Ursprünglich sollte er Hitlers Prestige-Siedlung mit Wasser versorgen, heute gibt er dem Glauchauer Ortsteil Gesau ein Gesicht. Eine Schau befasst sich mit dem 81 Jahre alten Wasserturm.

Glauchau.

Hektisches Treiben am Gesauer Wasserturm. Die Mitglieder und Helfer des Bürgervereins Gesau-Höckendorf-Schönbörnchen haben alle Hände voll zu tun, den Grill anzuwerfen, die Tische aufzubauen, den Kuchen anzuschneiden. Eigentlich wollten sie den Turm gestern erst 14 Uhr öffnen, aber die "Freie Presse" verlegte in ihrer Ankündigung den Zeitpunkt um eine Stunde vor. Annelore Littmann (69) bereitet gerade Kuchenstücke vor. Ihrer Arbeit ist es zu verdanken, dass die Besucher gestern einen umfassenden Überblick über die 81-jährige Geschichte des Gesauer Wasserturms erhalten. Sie hat aufbauend auf die Chronologie des Glauchauer Historikers Rolf Scheurer die Tafeln zusammengestellt, die gestern im Turm zum erst zweiten Mal gezeigt wurden.

Das Wahrzeichen von Gesau fällt bereits von der Autobahn ins Auge. Besonders wegen seiner kunstvoll gestalteten Spitze glauben viele, es handle sich um einen Kirchturm. Dabei geht der Zweckbau auf die Nazi-Zeit zurück. 1935 wurde er gebaut, um das neue Wohngebiet mit Wasser zu versorgen. "Großsiedlung der NSDAP" hieß die Gegend damals ganz offiziell. Auf dem Foto von der Einweihung tragen die Honoratioren Militäruniformen und Hakenkreuzbinden. Nicht nur das ist auf den Schautafeln zu sehen und nachzulesen, sondern auch der ganz banale Alltag in der Siedlung. "Zwischen allen Häusern gab es Anbauten, in denen sich die Waschküchen befanden", erzählt Annelore Littmann. Fotos und Utensilien aus der Zeit hat sie gesammelt und ebenfalls teilweise für die Schau aufbereitet.

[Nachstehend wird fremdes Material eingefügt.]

//! Text-generation clients
//!
//! Uses reqwest to call the configured provider. The request/response
//! shaping per provider family lives here and nowhere else; callers only
//! see [`TextGenerator`].

use std::sync::Arc;
use std::time::Duration;

use async_trait::async_trait;
use reqwest::Client;
use serde::{Deserialize, Serialize};

use super::models::{GenerateError, ProviderKind, ProviderSettings};

/// The single seam between this core and any text-generation provider
#[async_trait]
pub trait TextGenerator: Send + Sync {
    async fn generate_text(
        &self,
        prompt: &str,
        temperature: f64,
        max_output_tokens: u32,
    ) -> Result<String, GenerateError>;
}

/// Build the backend matching the configured provider family
pub fn backend_from_settings(settings: ProviderSettings) -> Arc<dyn TextGenerator> {
    match settings.kind {
        ProviderKind::ChatCompletions => Arc::new(ChatCompletionsBackend::new(settings)),
        ProviderKind::Gemini => Arc::new(GeminiBackend::new(settings)),
    }
}

fn build_http_client(timeout_seconds: u64) -> Client {
    Client::builder()
        .timeout(Duration::from_secs(timeout_seconds))
        .build()
        .expect("Failed to create HTTP client")
}

fn map_send_error(e: reqwest::Error, timeout_seconds: u64) -> GenerateError {
    if e.is_timeout() {
        GenerateError::Timeout(timeout_seconds)
    } else {
        GenerateError::Api(e.to_string())
    }
}

async fn check_status(response: reqwest::Response) -> Result<reqwest::Response, GenerateError> {
    let status = response.status();
    if status == reqwest::StatusCode::TOO_MANY_REQUESTS {
        let retry_after = response
            .headers()
            .get("retry-after")
            .and_then(|v| v.to_str().ok())
            .and_then(|v| v.parse::<u64>().ok())
            .unwrap_or(60);
        return Err(GenerateError::RateLimited(retry_after));
    }
    if !status.is_success() {
        let error_text = response
            .text()
            .await
            .unwrap_or_else(|_| "Unknown error".to_string());
        return Err(GenerateError::Api(format!("API error {}: {}", status, error_text)));
    }
    Ok(response)
}

// ============================================================================
// OpenAI-compatible Chat Completions
// ============================================================================

pub struct ChatCompletionsBackend {
    http_client: Client,
    settings: ProviderSettings,
}

impl ChatCompletionsBackend {
    pub fn new(settings: ProviderSettings) -> Self {
        let http_client = build_http_client(settings.timeout_seconds);
        Self { http_client, settings }
    }
}

#[async_trait]
impl TextGenerator for ChatCompletionsBackend {
    async fn generate_text(
        &self,
        prompt: &str,
        temperature: f64,
        max_output_tokens: u32,
    ) -> Result<String, GenerateError> {
        let request = ChatCompletionRequest {
            model: self.settings.model.clone(),
            messages: vec![ChatMessage { role: "user".to_string(), content: prompt.to_string() }],
            max_tokens: Some(max_output_tokens),
            temperature: Some(temperature),
        };

        let url = format!("{}/chat/completions", self.settings.api_base.trim_end_matches('/'));
        tracing::debug!("calling chat completions API: {} model={}", url, self.settings.model);

        let response = self
            .http_client
            .post(&url)
            .header("Authorization", format!("Bearer {}", self.settings.api_key))
            .header("Content-Type", "application/json")
            .json(&request)
            .send()
            .await
            .map_err(|e| map_send_error(e, self.settings.timeout_seconds))?;

        let response = check_status(response).await?;
        let chat_response: ChatCompletionResponse = response
            .json()
            .await
            .map_err(|e| GenerateError::Parse(e.to_string()))?;

        chat_response
            .choices
            .into_iter()
            .next()
            .and_then(|c| c.message.content)
            .filter(|c| !c.trim().is_empty())
            .ok_or_else(|| GenerateError::Parse("empty response from backend".to_string()))
    }
}

#[derive(Debug, Serialize)]
struct ChatCompletionRequest {
    model: String,
    messages: Vec<ChatMessage>,
    #[serde(skip_serializing_if = "Option::is_none")]
    max_tokens: Option<u32>,
    #[serde(skip_serializing_if = "Option::is_none")]
    temperature: Option<f64>,
}

#[derive(Debug, Serialize)]
struct ChatMessage {
    role: String,
    content: String,
}

#[derive(Debug, Deserialize)]
struct ChatCompletionResponse {
    choices: Vec<ChatChoice>,
}

#[derive(Debug, Deserialize)]
struct ChatChoice {
    message: ResponseMessage,
}

#[derive(Debug, Deserialize)]
struct ResponseMessage {
    content: Option<String>,
}

// ============================================================================
// Gemini generateContent
// ============================================================================

pub struct GeminiBackend {
    http_client: Client,
    settings: ProviderSettings,
}

impl GeminiBackend {
    pub fn new(settings: ProviderSettings) -> Self {
        let http_client = build_http_client(settings.timeout_seconds);
        Self { http_client, settings }
    }
}

#[async_trait]
impl TextGenerator for GeminiBackend {
    async fn generate_text(
        &self,
        prompt: &str,
        temperature: f64,
        max_output_tokens: u32,
    ) -> Result<String, GenerateError> {
        let request = GeminiRequest {
            contents: vec![GeminiContent {
                parts: vec![GeminiPart { text: prompt.to_string() }],
            }],
            generation_config: GeminiGenerationConfig {
                temperature,
                max_output_tokens,
            },
        };

        let url = format!(
            "{}/v1beta/models/{}:generateContent",
            self.settings.api_base.trim_end_matches('/'),
            self.settings.model
        );
        tracing::debug!("calling generateContent API: model={}", self.settings.model);

        let response = self
            .http_client
            .post(&url)
            .header("x-goog-api-key", &self.settings.api_key)
            .header("Content-Type", "application/json")
            .json(&request)
            .send()
            .await
            .map_err(|e| map_send_error(e, self.settings.timeout_seconds))?;

        let response = check_status(response).await?;
        let gemini_response: GeminiResponse = response
            .json()
            .await
            .map_err(|e| GenerateError::Parse(e.to_string()))?;

        gemini_response
            .candidates
            .into_iter()
            .next()
            .and_then(|c| c.content.parts.into_iter().next())
            .map(|p| p.text)
            .filter(|t| !t.trim().is_empty())
            .ok_or_else(|| GenerateError::Parse("empty response from backend".to_string()))
    }
}

#[derive(Debug, Serialize)]
struct GeminiRequest {
    contents: Vec<GeminiContent>,
    #[serde(rename = "generationConfig")]
    generation_config: GeminiGenerationConfig,
}

#[derive(Debug, Serialize)]
struct GeminiContent {
    parts: Vec<GeminiPart>,
}

#[derive(Debug, Serialize, Deserialize)]
struct GeminiPart {
    text: String,
}

#[derive(Debug, Serialize)]
struct GeminiGenerationConfig {
    temperature: f64,
    #[serde(rename = "maxOutputTokens")]
    max_output_tokens: u32,
}

#[derive(Debug, Deserialize)]
struct GeminiResponse {
    #[serde(default)]
    candidates: Vec<GeminiCandidate>,
}

#[derive(Debug, Deserialize)]
struct GeminiCandidate {
    content: GeminiCandidateContent,
}

#[derive(Debug, Deserialize)]
struct GeminiCandidateContent {
    #[serde(default)]
    parts: Vec<GeminiPart>,
}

Die Dokumente und Geschichtstafeln erzählen später davon, wie die Siedlung zu groß für den Turm wurde. Das hat Littmann, die seit 1983 in Gesau wohnt, selbst miterlebt: "In der DDR mussten wir Wasser sparen. Wir durften den Rasen nicht sprengen. Offiziell jedenfalls." Seit 1995 ist der Turm außer Betrieb.